The loose silk articles that adorned the walls in residential we were free to sell under the affiliate for full prices. Most of it would turn up as generic scrap silk in the sales logs, once Axle was done with modifying the items. Any affiliate purchasing it would almost certainly be processing it into something else, which would neatly destroy any evidence. The odds of someone recognizing anything to do with delves was extraordinarily low.

The great, black, glowing pearls were another story. Those would be recognized if sold as is, so we had two options. We could break them down into chips, which sold for a handsome amount and were common enough to slip most notice. It was unlikely to get back to the great dark elf houses, but not impossible. Axle suggested splitting up the sales over longer periods of time, to avoid suspicion.

Or we could roll them into the Sleem pit. The pearls emitted trace radiation and would not dissolve in Sleem envelopment.

I balked. “There’s an awful lot of stuff around here that’s radioactive now, is this place even safe to live in anymore?”

Axle laughed, his barking voice echoing off the walls of the Sleem farm hangar. “Of course, of course. Most forms of life in the BuyMort system are quite well evolved to exist around one another’s radiation. Besides that, Cube is drawing most of the excess radiation in the area and safely converting it. You yourself are even mildly radioactive, from being part of this version of Earth.”

“I am?” It was genuinely hard to know how serious to take Axle sometimes.

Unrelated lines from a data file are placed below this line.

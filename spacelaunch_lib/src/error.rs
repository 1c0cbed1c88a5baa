//! Error types for the library layer.

use std::fmt;

/// Errors produced by the library layer, wrapping upstream API errors
/// and adding cache, serialization, image, and input validation failures.
#[derive(Debug)]
pub enum SpaceLaunchError {
    /// An error from the underlying GraphQL client.
    Api(spacelaunch_api::Error),
    /// A cache operation failed (e.g. deserialization of cached data).
    Cache(String),
    /// JSON serialization or deserialization failed.
    Serialization(serde_json::Error),
    /// Downloading, decoding, or encoding a thumbnail failed.
    Image(String),
    /// User-provided input failed validation.
    InvalidInput(String),
}

impl fmt::Display for SpaceLaunchError {
    fn fmt(&self, f: &mut fmt::Formatter<'_>) -> fmt::Result {
        match self {
            Self::Api(e) => write!(f, "API error: {}", e),
            Self::Cache(msg) => write!(f, "Cache error: {}", msg),
            Self::Serialization(e) => write!(f, "Serialization error: {}", e),
            Self::Image(msg) => write!(f, "Image error: {}", msg),
            Self::InvalidInput(msg) => write!(f, "Invalid input: {}", msg),
        }
    }
}

impl std::error::Error for SpaceLaunchError {
    fn source(&self) -> Option<&(dyn std::error::Error + 'static)> {
        match self {
            Self::Api(e) => Some(e),
            Self::Serialization(e) => Some(e),
            _ => None,
        }
    }
}

impl From<spacelaunch_api::Error> for SpaceLaunchError {
    fn from(e: spacelaunch_api::Error) -> Self {
        Self::Api(e)
    }
}

impl From<serde_json::Error> for SpaceLaunchError {
    fn from(e: serde_json::Error) -> Self {
        Self::Serialization(e)
    }
}

impl From<image::ImageError> for SpaceLaunchError {
    fn from(e: image::ImageError) -> Self {
        Self::Image(e.to_string())
    }
}
use std::path::PathBuf;
use std::time::Duration;

use anyhow::Result;
use clap::Args;
use spacelaunch_lib::cache::MemoryCache;
use spacelaunch_lib::{validation, ImageLoader};

#[derive(Args)]
pub struct ThumbnailArgs {
    /// Image URL (http or https)
    #[arg(long)]
    pub url: String,

    /// Edge length of the square thumbnail in pixels
    #[arg(long, default_value = "40")]
    pub size: u32,

    /// Output PNG path
    #[arg(long)]
    pub out: PathBuf,
}

pub async fn run(args: &ThumbnailArgs) -> Result<()> {
    let size = validation::validate_thumbnail_edge(args.size)?;
    let loader = ImageLoader::new(MemoryCache::new(Duration::from_secs(60)))?;
    let thumbnail = loader.load(&args.url, size).await?;
    std::fs::write(&args.out, thumbnail.png.as_slice())?;
    eprintln!(
        "Wrote {}x{} thumbnail to {}",
        size.width,
        size.height,
        args.out.display()
    );
    Ok(())
}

“Indeed. The last Earth absorbed by BuyMort had only advanced to the level of basic mass industrialization. Around the early eighteen hundreds, by your timeline. They had not learned to split the atom before BuyMort absorbed them, so they entered the greater system with dramatically less radiation in their bodies and planet than Nu-Earth humans,” the Knowle said. He shook his head.

“It is quite sad, really. Much of the early scientific reports show dramatically less to offer the market, in regard to natural resources and biodiversity.” He trailed off as we approached the Sleem freezer. “I wonder what else is different about your particular Earth.”

“I hear we’re aggressive,” I replied.

Axle turned and stared at his own reflection in my helmet before he burst out laughing. “The House of Shireen might agree, though I believe it a safe assumption to say that they thought themselves the aggressors in this exchange.”

“Yeah, everyone always does. Wonder when that’ll change.” I said.

Axle nodded. “Soon, I have no doubt.” He waved at the air, manipulating his BuyMort account, then he closed it and launched into more detail about the situation in residential.

The bodies were the biggest, most dangerous part of our clean-up task. We absolutely could not, under any circumstances, sell the bodies of delves on any account. That kind of sales information was a direct link to the great houses, and from what Axle told me, those would not hesitate to expend a great amount of resources upholding the concept of revenge.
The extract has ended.